Use `serve --http` when building applications that consume the API directly.
Use `serve --acp` when an editor wants to talk to DeepSeek as an ACP agent.
### Verification
After adding, test the connection:
```bash
codewhale-tui mcp validate
codewhale-tui mcp tools codewhale
```
## Server Fields
Per-server settings:
- `command` (string, required)
- `args` (array of strings, optional)
- `env` (object, optional)
- `connect_timeout`, `execute_timeout`, `read_timeout` (seconds, optional)
- `disabled` (bool, optional)
- `enabled` (bool, optional, default `true`)
- `required` (bool, optional): startup/connect validation fails if this server cannot initialize.

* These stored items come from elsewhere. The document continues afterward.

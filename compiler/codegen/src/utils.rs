//! Identifier and text helpers for generated sources.

/// Whether `name` is exported (starts with an upper-case letter).
pub fn is_exported(name: &str) -> bool { name.chars().next().is_some_and(char::is_uppercase) }

/// Upper-case the first character.
pub fn title(s: &str) -> String {
    let mut chars = s.chars();
    match chars.next() {
        Some(first) => first.to_uppercase().chain(chars).collect(),
        None => String::new(),
    }
}

/// Lower-case the first character.
pub fn lower_first(s: &str) -> String {
    let mut chars = s.chars();
    match chars.next() {
        Some(first) => first.to_lowercase().chain(chars).collect(),
        None => String::new(),
    }
}

/// Prefix `name` with `prefix`, keeping the exportedness of `name`.
///
/// `prefix_ident("new", "LoginEvent")` is `NewLoginEvent`,
/// `prefix_ident("new", "loginEvent")` is `newLoginEvent`.
pub fn prefix_ident(prefix: &str, name: &str) -> String {
    if is_exported(name) {
        format!("{}{}", title(prefix), title(name))
    } else {
        format!("{}{}", prefix.to_lowercase(), title(name))
    }
}

/// Trim trailing whitespace from each line, collapse runs of blank lines and
/// drop trailing blank lines.
/// Always ensures the returned string ends with a single newline when not empty.
pub fn clean_generated_source(src: &str) -> String {
    let mut lines: Vec<&str> = Vec::new();
    for line in src.lines().map(str::trim_end) {
        if line.is_empty() && matches!(lines.last(), Some(prev) if prev.is_empty()) {
            continue;
        }
        lines.push(line);
    }

    while matches!(lines.last(), Some(line) if line.is_empty()) {
        lines.pop();
    }

    if lines.is_empty() {
        String::new()
    } else {
        format!("{}\n", lines.join("\n"))
    }
}

#[cfg(test)]
mod tests {
    use super::*;

    #[test]
    fn test_prefix_ident() {
        assert_eq!(prefix_ident("new", "LoginEvent"), "NewLoginEvent");
        assert_eq!(prefix_ident("New", "loginEvent"), "newLoginEvent");
        assert_eq!(prefix_ident("new", "ÉtéEvent"), "NewÉtéEvent");
        assert_eq!(prefix_ident("new", ""), "new");
    }

    #[test]
    fn test_lower_first() {
        assert_eq!(lower_first("LoginEvent"), "loginEvent");
        assert_eq!(lower_first(""), "");
    }

    #[test]
    fn test_clean_generated_source() {
        assert_eq!(clean_generated_source("a  \n\n\n\tb\t\n\n"), "a\n\n\tb\n");
        assert_eq!(clean_generated_source("\n \n"), "");
    }
}
impl SourceUnit {
    /// Attach this unit's file name to a position.
    pub fn position(&self, pos: Pos) -> Position {
        Position { file: self.file.clone(), line: pos.line, column: pos.column }
    }
}

/// Line and column inside a source unit, both 1-based.
#[derive(Debug, Clone, Copy, Default, PartialEq, Eq, PartialOrd, Ord, Hash, Serialize, Deserialize)]
pub struct Pos {
    /// Line number
    pub line: u32,
    /// Column number, counted in bytes
    pub column: u32,
}

impl Pos {
    /// Create a position.
    pub fn new(line: u32, column: u32) -> Self { Self { line, column } }

    /// The position reached after `text` starting at `self`.
    pub fn advance(self, text: &str) -> Pos {
        let mut pos = self;
        for b in text.bytes() {
            if b == b'\n' {
                pos.line += 1;
                pos.column = 1;
            } else {
                pos.column += 1;
            }
        }
        pos
    }
}

impl fmt::Display for Pos {
    fn fmt(&self, f: &mut fmt::Formatter<'_>) -> fmt::Result {
        write!(f, "{}:{}", self.line, self.column)
    }
}

/// A fully qualified position: file plus line and column.
#[derive(Debug, Clone, Default, PartialEq, Eq, PartialOrd, Ord, Hash, Serialize, Deserialize)]
pub struct Position {
    /// File path
    pub file: String,
    /// Line number
    pub line: u32,
    /// Column number
    pub column: u32,
}

impl Position {
    /// Line and column without the file name.
    pub fn short(&self) -> Pos { Pos::new(self.line, self.column) }
}

impl fmt::Display for Position {
    fn fmt(&self, f: &mut fmt::Formatter<'_>) -> fmt::Result {
        if self.file.is_empty() {
            write!(f, "{}:{}", self.line, self.column)
        } else {
            write!(f, "{}:{}:{}", self.file, self.line, self.column)
        }
    }
}

/// A run of adjacent comments.
#[derive(Debug, Clone, Default, Serialize, Deserialize)]
pub struct CommentGroup {
    /// Comments in source order
    pub comments: Vec<Comment>,
}

/// A single `//` or `/* */` comment, markers included in `text`.
#[derive(Debug, Clone, Serialize, Deserialize)]
pub struct Comment {
    /// Position of the first character of the comment
    pub pos: Pos,
    /// Raw comment text
    pub text: String,
}

impl Comment {
    /// Position of the byte at `offset` inside this comment's text.
    pub fn pos_at(&self, offset: usize) -> Pos {
        let end = offset.min(self.text.len());
        self.pos.advance(&self.text[..end])
    }
}

/// A top-level declaration.
#[derive(Debug, Clone, Serialize, Deserialize)]
#[serde(tag = "decl", rename_all = "snake_case")]
pub enum Decl {
    /// `type` declaration, single or grouped
    Type(TypeDecl),
    /// Function or method declaration
    Func(FuncDecl),
    /// `var` declaration
    Var(ValueDecl),
    /// `const` declaration
    Const(ValueDecl),
}
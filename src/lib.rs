// SPDX-License-Identifier: BSD-3-Clause

//! Evon umbrella crate.
//!
//! This crate primarily serves as the workspace root.
//!
//! All functional code lives in the workspace member crates under
//! `primitives`, `compiler` and `cli`.

#![forbid(unsafe_code)]
#![warn(missing_docs)]
#![deny(clippy::unwrap_used)]
#![warn(deprecated_in_future)]
#![doc(test(attr(warn(unused))))]

/// Miscellaneous metadata about the evon workspace.
pub mod evon_meta {
    /// Version string for the umbrella crate, as reported by Cargo.
    pub const VERSION: &str = env!("CARGO_PKG_VERSION");
}
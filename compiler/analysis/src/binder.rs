//! Declaration binding.
//!
//! Walks the type declarations of each unit in source order, attaches the
//! effective annotation to every spec, checks the handler naming rule and
//! extracts the event shape. A spec's own annotation replaces the one on its
//! `type ( ... )` group; specs sharing the group annotation end up in one
//! [`DeclarationRecord`].

use ir::{Decl, Program, SourceUnit, TypeSpec};
use semantics::{SemanticError, ShapeExtractor};
use types::{Annotation, DeclarationRecord};

use crate::diagnostics::{Diagnostic, DiagnosticKind, Diagnostics};
use crate::scanner::{AnnotationScanner, CommentCursor, MISPLACED};
use crate::Naming;

/// Everything a finished binding pass produced.
pub struct Bound<'p> {
    /// Records in source order
    pub records: Vec<DeclarationRecord>,
    /// Problems found
    pub diagnostics: Diagnostics,
    /// Whether any bound annotation needs the sync package
    pub need_sync: bool,
    /// The extractor, holding the recorded foreign references
    pub extractor: ShapeExtractor<'p>,
}

/// Binds annotations to type declarations, one unit at a time.
pub struct Binder<'a, 'p> {
    scanner: &'a AnnotationScanner,
    naming: &'a Naming,
    extractor: ShapeExtractor<'p>,
    records: Vec<DeclarationRecord>,
    diagnostics: Diagnostics,
    need_sync: bool,
}

impl<'a, 'p> Binder<'a, 'p> {
    /// Create a binder for the root package of `program`.
    pub fn new(program: &'p Program, naming: &'a Naming, scanner: &'a AnnotationScanner) -> Self {
        Self {
            scanner,
            naming,
            extractor: ShapeExtractor::new(program),
            records: Vec::new(),
            diagnostics: Diagnostics::new(),
            need_sync: false,
        }
    }

    /// Bind all type declarations of `unit`.
    pub fn bind_unit(&mut self, unit: &'p SourceUnit) {
        let mut cursor = CommentCursor::new(unit);

        for decl in &unit.decls {
            let Decl::Type(type_decl) = decl else {
                continue;
            };

            let group = cursor.advance_to(self.scanner, type_decl.doc, &mut self.diagnostics);
            let mut group_record: Option<usize> = None;

            for spec in &type_decl.specs {
                let own = cursor.advance_to(self.scanner, spec.doc, &mut self.diagnostics);
                let (annotation, shared) = match (own, &group) {
                    (Some(own), _) => (own, false),
                    (None, Some(group)) => (group.clone(), true),
                    (None, None) => continue,
                };

                self.check_name(unit, spec);

                let event = match self.extractor.extract(unit, spec) {
                    Ok(event) => event,
                    Err(err) => {
                        self.report(unit, spec, &annotation, err);
                        continue;
                    }
                };
                logging::trace(
                    "binder",
                    &format!("bound {} {} at {}", spec.name.name, annotation.flags, annotation.position),
                );

                self.need_sync |= annotation.needs_sync();
                match group_record {
                    Some(index) if shared => self.records[index].events.push(event),
                    _ => {
                        self.records.push(DeclarationRecord { annotation, events: vec![event] });
                        if shared {
                            group_record = Some(self.records.len() - 1);
                        }
                    }
                }
            }
        }

        cursor.drain(self.scanner, &mut self.diagnostics);
    }

    /// Finish the pass.
    pub fn finish(self) -> Bound<'p> {
        Bound {
            records: self.records,
            diagnostics: self.diagnostics,
            need_sync: self.need_sync,
            extractor: self.extractor,
        }
    }

    fn check_name(&mut self, unit: &SourceUnit, spec: &TypeSpec) {
        let name = &spec.name.name;
        let suffix = &self.naming.handler_suffix;
        if !self.naming.is_handler_name(name) {
            self.diagnostics.push(Diagnostic::new(
                DiagnosticKind::NamingViolation,
                unit.position(spec.name.pos),
                format!(
                    "Handler type \"{}\" name must have suffix \"{}\" (and be longer than that)",
                    name, suffix
                ),
            ));
        }
    }

    fn report(&mut self, unit: &SourceUnit, spec: &TypeSpec, annotation: &Annotation, err: SemanticError) {
        logging::trace("binder", &format!("{}: {}", spec.name.name, err));

        let name = &spec.name.name;
        let at = unit.position(spec.name.pos);
        let diagnostic = match err {
            SemanticError::Unresolved(_) | SemanticError::Cycle(_) => Diagnostic::new(
                DiagnosticKind::UnresolvedType,
                at,
                format!("Cannot resolve type \"{}\" due to compilation errors", name),
            ),
            SemanticError::NotInterface { name: embedded, kind } => Diagnostic::new(
                DiagnosticKind::UnresolvableEmbedding,
                at,
                format!("Interface type \"{}\" embeds \"{}\", which is a {}, not an interface", name, embedded, kind),
            ),
            SemanticError::Unsupported { .. } => Diagnostic::new(
                DiagnosticKind::UnsupportedShape,
                annotation.position.clone(),
                MISPLACED,
            ),
            SemanticError::EmptyInterface(_) => Diagnostic::new(
                DiagnosticKind::EmptyInterface,
                at,
                format!("Interface type \"{}\" has no usable methods", name),
            ),
        };
        self.diagnostics.push(diagnostic);
    }
}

- `enabled_tools` (array, optional): allowlist of tool names for this server.
- `disabled_tools` (array, optional): denylist applied after `enabled_tools`.
## Safety Notes
MCP tools now flow through the same tool-approval framework as built-in tools. Read-only MCP helpers (resource/prompt listing and reads) can run without prompts in suggestive approval modes, while side-effectful MCP tools require approval.
You should still only configure MCP servers you trust, and treat MCP server configuration as equivalent to running code on your machine.
## Troubleshooting
- Run `codewhale-tui doctor` to confirm the MCP config path it resolved and whether it exists.
- In the TUI, run `/mcp validate` to refresh the visible server/tool snapshot.
- If the MCP config is missing, run `codewhale-tui mcp init --force` to regenerate it.
- If tools dont appear, verify the server command works from your shell and that the server supports MCP `tools/list`.